• Work required:
Look through the entries below and say how many lines contain the string "never". Give the number only.

• Records shown:

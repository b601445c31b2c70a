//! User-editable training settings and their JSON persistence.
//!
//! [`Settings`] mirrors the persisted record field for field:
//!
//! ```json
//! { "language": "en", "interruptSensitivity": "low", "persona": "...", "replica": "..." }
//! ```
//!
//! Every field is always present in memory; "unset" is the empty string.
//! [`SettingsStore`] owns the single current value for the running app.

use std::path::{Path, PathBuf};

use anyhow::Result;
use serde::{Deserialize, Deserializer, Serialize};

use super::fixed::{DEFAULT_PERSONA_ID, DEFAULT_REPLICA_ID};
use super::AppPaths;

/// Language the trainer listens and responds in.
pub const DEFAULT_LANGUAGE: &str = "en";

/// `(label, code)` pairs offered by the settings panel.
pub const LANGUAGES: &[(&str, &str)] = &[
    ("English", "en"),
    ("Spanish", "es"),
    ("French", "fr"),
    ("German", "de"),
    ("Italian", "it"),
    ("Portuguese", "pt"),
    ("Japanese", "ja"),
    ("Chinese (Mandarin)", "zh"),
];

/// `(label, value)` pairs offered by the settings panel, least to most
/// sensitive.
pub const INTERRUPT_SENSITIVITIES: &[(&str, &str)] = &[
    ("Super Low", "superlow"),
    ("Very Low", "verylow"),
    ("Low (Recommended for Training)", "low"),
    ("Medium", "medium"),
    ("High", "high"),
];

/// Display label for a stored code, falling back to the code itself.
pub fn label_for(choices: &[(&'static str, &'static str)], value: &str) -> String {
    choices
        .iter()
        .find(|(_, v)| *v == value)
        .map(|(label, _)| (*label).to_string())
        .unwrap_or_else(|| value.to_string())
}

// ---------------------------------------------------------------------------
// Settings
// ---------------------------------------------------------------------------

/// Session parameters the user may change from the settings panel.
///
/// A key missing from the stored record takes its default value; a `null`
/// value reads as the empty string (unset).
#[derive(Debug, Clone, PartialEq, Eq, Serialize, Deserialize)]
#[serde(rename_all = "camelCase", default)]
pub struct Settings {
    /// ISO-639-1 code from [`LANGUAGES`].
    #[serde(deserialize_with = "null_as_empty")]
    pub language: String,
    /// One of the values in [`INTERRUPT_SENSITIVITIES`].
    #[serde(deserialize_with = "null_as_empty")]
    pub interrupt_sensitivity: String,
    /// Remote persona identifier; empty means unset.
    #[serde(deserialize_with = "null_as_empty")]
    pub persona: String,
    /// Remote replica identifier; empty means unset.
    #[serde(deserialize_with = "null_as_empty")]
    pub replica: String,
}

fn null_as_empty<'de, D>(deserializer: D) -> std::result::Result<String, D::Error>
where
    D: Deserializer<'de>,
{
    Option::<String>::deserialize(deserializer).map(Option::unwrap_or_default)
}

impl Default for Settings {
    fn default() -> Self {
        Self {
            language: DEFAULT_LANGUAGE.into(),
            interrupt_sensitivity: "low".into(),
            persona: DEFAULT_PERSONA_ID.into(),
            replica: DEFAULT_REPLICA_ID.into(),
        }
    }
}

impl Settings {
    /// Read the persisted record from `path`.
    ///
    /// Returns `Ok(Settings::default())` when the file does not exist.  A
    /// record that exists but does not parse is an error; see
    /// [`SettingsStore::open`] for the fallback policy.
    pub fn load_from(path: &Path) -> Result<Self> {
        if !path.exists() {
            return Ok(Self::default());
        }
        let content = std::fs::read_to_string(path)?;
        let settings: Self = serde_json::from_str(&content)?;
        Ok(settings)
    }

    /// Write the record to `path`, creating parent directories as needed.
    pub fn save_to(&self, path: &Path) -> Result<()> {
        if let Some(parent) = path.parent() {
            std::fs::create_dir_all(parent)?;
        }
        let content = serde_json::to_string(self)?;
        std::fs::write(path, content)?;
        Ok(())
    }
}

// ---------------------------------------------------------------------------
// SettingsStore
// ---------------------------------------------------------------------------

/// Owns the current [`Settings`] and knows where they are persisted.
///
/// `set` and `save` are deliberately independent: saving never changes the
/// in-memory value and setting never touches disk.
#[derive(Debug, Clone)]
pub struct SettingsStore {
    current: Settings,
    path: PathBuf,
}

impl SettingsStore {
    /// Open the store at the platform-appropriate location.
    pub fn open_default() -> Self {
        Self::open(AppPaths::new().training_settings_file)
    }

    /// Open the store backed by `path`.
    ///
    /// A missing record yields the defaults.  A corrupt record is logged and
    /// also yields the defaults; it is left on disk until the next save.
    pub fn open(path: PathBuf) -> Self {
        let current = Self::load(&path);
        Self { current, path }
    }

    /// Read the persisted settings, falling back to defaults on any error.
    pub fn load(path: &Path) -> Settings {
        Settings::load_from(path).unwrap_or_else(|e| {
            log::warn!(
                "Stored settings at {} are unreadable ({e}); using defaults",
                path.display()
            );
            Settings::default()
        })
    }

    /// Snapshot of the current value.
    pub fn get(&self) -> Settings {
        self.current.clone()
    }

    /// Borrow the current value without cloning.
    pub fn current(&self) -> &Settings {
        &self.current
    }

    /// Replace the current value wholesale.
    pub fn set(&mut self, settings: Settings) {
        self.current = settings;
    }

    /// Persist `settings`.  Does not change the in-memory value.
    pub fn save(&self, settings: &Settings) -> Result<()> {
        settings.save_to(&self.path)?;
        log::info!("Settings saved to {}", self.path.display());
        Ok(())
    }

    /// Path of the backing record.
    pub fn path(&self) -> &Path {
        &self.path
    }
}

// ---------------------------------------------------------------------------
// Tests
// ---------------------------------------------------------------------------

• Result of this exercise:
2